_Source data_.
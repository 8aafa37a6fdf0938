//! Order lifecycle actions, one per file

pub mod buy;
pub mod claim;
pub mod complete;
pub mod confirm;

pub use buy::{BuyAction, BuyOutcome};
pub use claim::ClaimAction;
pub use complete::CompleteAction;
pub use confirm::ConfirmAction;

#[cfg(test)]
pub(crate) mod testkit {
    //! Shared fixtures for action tests: in-memory store, recording
    //! channel, seeded accounts and items.

    use rust_decimal::Decimal;
    use std::sync::Arc;

    use crate::cache::MirrorCache;
    use crate::db::DbService;
    use crate::db::models::{ItemCreate, ItemRecord};
    use crate::db::repository::AdminRepository;
    use crate::notify::{NotificationChannel, RecordingChannel};
    use crate::orders::OrderContext;
    use crate::services::AdminService;
    use shared::DeliveryMode;

    pub const OWNER: i64 = 900;
    pub const SECOND_ADMIN: i64 = 901;
    pub const SELLER: i64 = 10;
    pub const BUYER: i64 = 20;

    pub struct TestRig {
        pub ctx: OrderContext,
        pub channel: Arc<RecordingChannel>,
    }

    pub async fn rig() -> TestRig {
        let db = DbService::memory().await.expect("in-memory db");
        let admins = AdminService::new(AdminRepository::new(db.clone()), OWNER);
        admins
            .add(SECOND_ADMIN, "second", OWNER)
            .await
            .expect("seed admin");
        let channel = Arc::new(RecordingChannel::new());
        let ctx = OrderContext::new(
            db,
            admins,
            Arc::new(MirrorCache::new()),
            channel.clone() as Arc<dyn NotificationChannel>,
        );
        TestRig { ctx, channel }
    }

    impl TestRig {
        pub async fn seed_item(&self, price: i64, mode: DeliveryMode) -> ItemRecord {
            self.ctx
                .items
                .create(
                    ItemCreate {
                        name: "netflix account".into(),
                        price: Decimal::new(price, 0),
                        seller_id: SELLER,
                        seller_name: "seller".into(),
                        category: "streaming".into(),
                        hidden_payload: "user@example.com:hunter2".into(),
                        delivery_mode: Some(mode),
                    },
                    mode,
                )
                .await
                .expect("seed item")
        }

        pub async fn seed_balance(&self, user_id: i64, amount: i64) {
            self.ctx
                .users
                .get_or_create(user_id, "user")
                .await
                .expect("account");
            if amount > 0 {
                self.ctx
                    .users
                    .credit(user_id, Decimal::new(amount, 0))
                    .await
                    .expect("credit");
            }
        }

        pub async fn balance(&self, user_id: i64) -> Decimal {
            self.ctx
                .users
                .find(user_id)
                .await
                .expect("find account")
                .map(|a| a.balance)
                .unwrap_or_default()
        }
    }
}
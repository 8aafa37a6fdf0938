//! Operations and subscription tracker
//!
//! Menu-driven bookkeeping surface: a per-user operations ledger and
//! subscription emails with a capped number of tracked clients under each.
//! Everything is scoped to the Telegram user driving the menu; there is no
//! admin gate here.

use crate::bot::conversation::Conversation;
use crate::bot::update::{CallbackQuery, TgUser};
use crate::core::ServerState;
use crate::db::models::SubscriptionRecord;
use crate::db::repository::subscription::DEFAULT_MAX_CLIENTS;
use crate::notify::{InlineButton, InlineKeyboard};

/// `/menu` entry point and the `back_main` target.
pub async fn main_menu(state: &ServerState, user_id: i64) {
    let keyboard = InlineKeyboard::default()
        .row(vec![InlineButton::callback(
            "📋 Operations",
            "menu_operations",
        )])
        .row(vec![InlineButton::callback(
            "📧 Subscriptions",
            "menu_subscriptions",
        )]);
    state
        .channel
        .send_with_keyboard(user_id, "What would you like to manage?", keyboard)
        .await;
}

/// `/search <name>` - find tracked clients across the user's subscriptions.
pub async fn search(state: &ServerState, user: &TgUser, args: &[&str]) {
    if args.is_empty() {
        state.channel.send(user.id, "Usage: /search <name>").await;
        return;
    }
    let term = args.join(" ");
    match state.subscriptions.search_clients(user.id, &term).await {
        Ok(hits) if hits.is_empty() => {
            state
                .channel
                .send(user.id, &format!("🔍 No tracked client matches '{term}'."))
                .await;
        }
        Ok(hits) => {
            let mut text = format!("🔍 {} match(es) for '{term}':\n", hits.len());
            for hit in hits {
                let label = if hit.subscription_type.is_empty() {
                    hit.email.clone()
                } else {
                    format!("{} / {}", hit.subscription_type, hit.email)
                };
                text.push_str(&format!(
                    "\n👤 {}\n   📧 {}\n   📱 {}\n   📅 {} to {}\n",
                    hit.client.name, label, hit.client.phone, hit.client.start_date,
                    hit.client.end_date
                ));
            }
            state.channel.send(user.id, &text).await;
        }
        Err(e) => {
            tracing::warn!(user_id = user.id, error = %e, "client search failed");
            state
                .channel
                .send(user.id, "❌ Search is unavailable right now, try again.")
                .await;
        }
    }
}

/// Handle a tracker callback. Returns false when the data belongs to
/// another surface (order buttons), leaving it to the caller.
pub async fn handle_callback(state: &ServerState, query: &CallbackQuery, data: &str) -> bool {
    let user_id = query.from.id;
    let toast = match data {
        "back_main" => {
            state.conversations.cancel(user_id);
            main_menu(state, user_id).await;
            String::new()
        }
        "menu_operations" => {
            let keyboard = InlineKeyboard::default()
                .row(vec![InlineButton::callback("➕ New operation", "op_create")])
                .row(vec![InlineButton::callback("📄 List operations", "op_list")])
                .row(vec![InlineButton::callback("🔙 Back", "back_main")]);
            state
                .channel
                .send_with_keyboard(user_id, "📋 Operations", keyboard)
                .await;
            String::new()
        }
        "menu_subscriptions" => {
            let keyboard = InlineKeyboard::default()
                .row(vec![InlineButton::callback(
                    "➕ New subscription",
                    "email_create",
                )])
                .row(vec![InlineButton::callback(
                    "📋 List subscriptions",
                    "email_list",
                )])
                .row(vec![InlineButton::callback("🔙 Back", "back_main")]);
            state
                .channel
                .send_with_keyboard(user_id, "📧 Subscriptions", keyboard)
                .await;
            String::new()
        }
        "op_create" => {
            state.conversations.start(user_id, Conversation::OperationTitle);
            state
                .channel
                .send(user_id, "📝 Send the operation title (or /cancel).")
                .await;
            String::new()
        }
        "op_list" => {
            send_operation_list(state, user_id).await;
            String::new()
        }
        "email_create" => {
            state.conversations.start(user_id, Conversation::SubscriptionType);
            state
                .channel
                .send(
                    user_id,
                    "📌 Which service is this for (Netflix, Spotify, ...)?",
                )
                .await;
            String::new()
        }
        "email_list" => {
            send_subscription_list(state, user_id).await;
            String::new()
        }
        _ => {
            if let Some(id) = data.strip_prefix("op_view_") {
                view_operation(state, user_id, id).await
            } else if let Some(id) = data.strip_prefix("op_delete_") {
                delete_operation(state, user_id, id).await
            } else if let Some(id) = data.strip_prefix("email_view_") {
                send_subscription_view(state, user_id, id).await
            } else if let Some(id) = data.strip_prefix("email_delete_") {
                delete_subscription(state, user_id, id).await
            } else if let Some(id) = data.strip_prefix("client_add_") {
                start_client_wizard(state, user_id, id).await
            } else if let Some(rest) = data.strip_prefix("client_del_") {
                match rest.split_once('_') {
                    Some((sub_id, client_id)) => {
                        delete_client(state, user_id, sub_id, client_id).await
                    }
                    None => return false,
                }
            } else {
                return false;
            }
        }
    };
    state.channel.answer_callback(&query.id, &toast).await;
    true
}
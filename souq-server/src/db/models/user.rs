//! User Account Record

use rust_decimal::Decimal;
use serde::{Deserialize, Serialize};
use surrealdb::RecordId;

/// Per-user wallet record, keyed by Telegram user id.
#[derive(Debug, Clone, Serialize, Deserialize)]
pub struct UserAccountRecord {
    pub id: Option<RecordId>,
    pub user_id: i64,
    #[serde(default)]
    pub name: String,
    pub balance: Decimal,
}
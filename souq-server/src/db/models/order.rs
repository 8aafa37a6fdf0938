//! Order Record

use chrono::{DateTime, Utc};
use rust_decimal::Decimal;
use serde::{Deserialize, Serialize};
use surrealdb::RecordId;

use shared::{DeliveryMode, OrderStatus};

/// Order record, created atomically with the item sold flip.
///
/// Carries a denormalized item snapshot so catalog edits after purchase
/// never change what the buyer paid for.
#[derive(Debug, Clone, Serialize, Deserialize)]
pub struct OrderRecord {
    pub id: Option<RecordId>,
    pub buyer_id: i64,
    pub buyer_name: String,
    // -- item snapshot --
    pub item_id: String,
    pub item_name: String,
    pub price: Decimal,
    pub category: String,
    pub hidden_payload: String,
    pub delivery_mode: DeliveryMode,
    pub seller_id: i64,
    pub seller_name: String,
    // -- lifecycle --
    pub status: OrderStatus,
    /// Set on claim (manual path only)
    pub admin_id: Option<i64>,
    pub created_at: DateTime<Utc>,
}

impl OrderRecord {
    /// Plain record key (without the table prefix).
    pub fn key(&self) -> String {
        self.id
            .as_ref()
            .map(|id| id.key().to_string())
            .unwrap_or_default()
    }
}
async fn handle_command(state: &ServerState, user: &TgUser, text: &str, interrupted: bool) {
    let mut parts = text.split_whitespace();
    let command = parts.next().unwrap_or_default();
    let args: Vec<&str> = parts.collect();
    tracing::debug!(user_id = user.id, command, "bot command");

    match command {
        "/start" => start(state, user).await,
        "/help" => help(state, user).await,
        "/code" => issue_code(state, user).await,
        "/menu" => tracker::main_menu(state, user.id).await,
        "/search" => tracker::search(state, user, &args).await,
        "/cancel" => {
            let reply = if interrupted {
                "Cancelled."
            } else {
                "Nothing to cancel."
            };
            state.channel.send(user.id, reply).await;
        }
        "/add_product" => add_product(state, user).await,
        "/add" => credit(state, user, &args).await,
        "/توليد" => generate_keys(state, user, &args).await,
        "/شحن" => redeem(state, user, &args).await,
        "/add_admin" => add_admin(state, user, &args).await,
        "/remove_admin" => remove_admin(state, user, &args).await,
        "/list_admins" => list_admins(state, user).await,
        _ => {
            state
                .channel
                .send(user.id, "Unknown command. Send /help for the list.")
                .await;
        }
    }
}

async fn start(state: &ServerState, user: &TgUser) {
    if let Err(e) = state.users.get_or_create(user.id, &user.display_name()).await {
        tracing::warn!(user_id = user.id, error = %e, "account creation on /start failed");
    }
    let keyboard = InlineKeyboard::default().row(vec![InlineButton::link(
        "🛍 Open the store",
        state.config.site_url.clone(),
    )]);
    state
        .channel
        .send_with_keyboard(
            user.id,
            "Welcome to the store! Browse items on the site, top up with /شحن, \
             and log in to the site with /code.",
            keyboard,
        )
        .await;
}

async fn help(state: &ServerState, user: &TgUser) {
    let mut text = String::from(
        "Commands:\n\
         /start - welcome and store link\n\
         /code - site login code\n\
         /شحن <code> - redeem a charge key\n\
         /menu - operations and subscription tracker\n\
         /search <name> - find a tracked client\n\
         /help - this list",
    );
    if state.admins.is_admin(user.id).await {
        text.push_str(
            "\n\nAdmin:\n\
             /add_product - add an item (wizard)\n\
             /add <user_id> <amount> - credit a balance\n\
             /توليد <amount> [count] - mint charge keys\n\
             /add_admin <user_id> [name]\n\
             /remove_admin <user_id>\n\
             /list_admins",
        );
    }
    state.channel.send(user.id, &text).await;
}

async fn issue_code(state: &ServerState, user: &TgUser) {
    let code = state.verify_codes.issue(user.id, &user.display_name());
    state
        .channel
        .send(
            user.id,
            &format!("🔑 Your login code: {code}\nEnter it on the site within 5 minutes."),
        )
        .await;
}

async fn add_product(state: &ServerState, user: &TgUser) {
    if !require_admin(state, user).await {
        return;
    }
    state.conversations.start(user.id, Conversation::AddProductName);
    state
        .channel
        .send(user.id, "📝 New item. Send the item name (or /cancel).")
        .await;
}

async fn credit(state: &ServerState, user: &TgUser, args: &[&str]) {
    if !require_admin(state, user).await {
        return;
    }
    let (Some(target), Some(amount)) = (
        args.first().and_then(|a| a.parse::<i64>().ok()),
        args.get(1).and_then(|a| a.parse::<Decimal>().ok()),
    ) else {
        state
            .channel
            .send(user.id, "Usage: /add <user_id> <amount>")
            .await;
        return;
    };
    match state.ledger.credit(target, "", amount).await {
        Ok(new_balance) => {
            state
                .channel
                .send(
                    user.id,
                    &format!("✅ Credited {amount} to {target}. New balance: {new_balance}"),
                )
                .await;
            state
                .channel
                .send(target, &format!("💳 Your balance was topped up by {amount}."))
                .await;
        }
        Err(e) => reply_error(state, user.id, e).await,
    }
}

async fn generate_keys(state: &ServerState, user: &TgUser, args: &[&str]) {
    if !require_admin(state, user).await {
        return;
    }
    let Some(amount) = args.first().and_then(|a| a.parse::<Decimal>().ok()) else {
        state
            .channel
            .send(user.id, "Usage: /توليد <amount> [count]")
            .await;
        return;
    };
    let count = args
        .get(1)
        .and_then(|a| a.parse::<u32>().ok())
        .unwrap_or(1);
    match state.charge_keys.generate(amount, count).await {
        Ok(codes) => {
            let text = format!(
                "🔐 Minted {} key(s) worth {amount} each:\n{}",
                codes.len(),
                codes.join("\n")
            );
            state.channel.send(user.id, &text).await;
        }
        Err(e) => reply_error(state, user.id, e).await,
    }
}

async fn redeem(state: &ServerState, user: &TgUser, args: &[&str]) {
    let Some(code) = args.first() else {
        state.channel.send(user.id, "Usage: /شحن <code>").await;
        return;
    };
    match state
        .charge_keys
        .redeem(code, user.id, &user.display_name())
        .await
    {
        Ok(amount) => {
            let balance = state
                .ledger
                .get_balance(user.id)
                .await
                .map(|b| b.to_string())
                .unwrap_or_else(|_| "unavailable".into());
            state
                .channel
                .send(
                    user.id,
                    &format!("✅ Key redeemed: +{amount}. Balance: {balance}"),
                )
                .await;
        }
        Err(AppError::NotFound(_)) => {
            state.channel.send(user.id, "❌ Unknown charge key.").await;
        }
        Err(AppError::AlreadyUsed(_)) => {
            state
                .channel
                .send(user.id, "❌ This key was already used.")
                .await;
        }
        Err(e) => reply_error(state, user.id, e).await,
    }
}

async fn add_admin(state: &ServerState, user: &TgUser, args: &[&str]) {
    if !require_admin(state, user).await {
        return;
    }
    let Some(target) = args.first().and_then(|a| a.parse::<i64>().ok()) else {
        state
            .channel
            .send(user.id, "Usage: /add_admin <user_id> [name]")
            .await;
        return;
    };
    let name = args.get(1).copied().unwrap_or("");
    match state.admins.add(target, name, user.id).await {
        Ok(_) => {
            state
                .channel
                .send(user.id, &format!("✅ {target} is now an admin."))
                .await;
            state
                .channel
                .send(target, "You were added as a store admin.")
                .await;
        }
        Err(e) => reply_error(state, user.id, e).await,
    }
}

async fn remove_admin(state: &ServerState, user: &TgUser, args: &[&str]) {
    if !require_admin(state, user).await {
        return;
    }
    let Some(target) = args.first().and_then(|a| a.parse::<i64>().ok()) else {
        state
            .channel
            .send(user.id, "Usage: /remove_admin <user_id>")
            .await;
        return;
    };
    match state.admins.remove(target).await {
        Ok(true) => {
            state
                .channel
                .send(user.id, &format!("✅ {target} is no longer an admin."))
                .await;
        }
        Ok(false) => {
            state
                .channel
                .send(user.id, &format!("{target} was not an admin."))
                .await;
        }
        Err(e) => reply_error(state, user.id, e).await,
    }
}

async fn list_admins(state: &ServerState, user: &TgUser) {
    if !require_admin(state, user).await {
        return;
    }
    match state.admins.list().await {
        Ok(admins) => {
            let mut text = format!("👥 Admins:\n{} (owner)", state.admins.owner_id());
            for admin in admins {
                if admin.user_id != state.admins.owner_id() {
                    text.push_str(&format!("\n{} {}", admin.user_id, admin.name));
                }
            }
            state.channel.send(user.id, &text).await;
        }
        Err(e) => reply_error(state, user.id, e).await,
    }
}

_What to produce_.
The answer must hold only the lines from the first line of the data through the line bearing "pub(crate) mod testkit", returned exactly.

_Task response_.
repository 8aafa37a6fdf0938
//! Order lifecycle actions, one per file

pub mod buy;
pub mod claim;
pub mod complete;
pub mod confirm;

pub use buy::{BuyAction, BuyOutcome};
pub use claim::ClaimAction;
pub use complete::CompleteAction;
pub use confirm::ConfirmAction;

#[cfg(test)]
pub(crate) mod testkit {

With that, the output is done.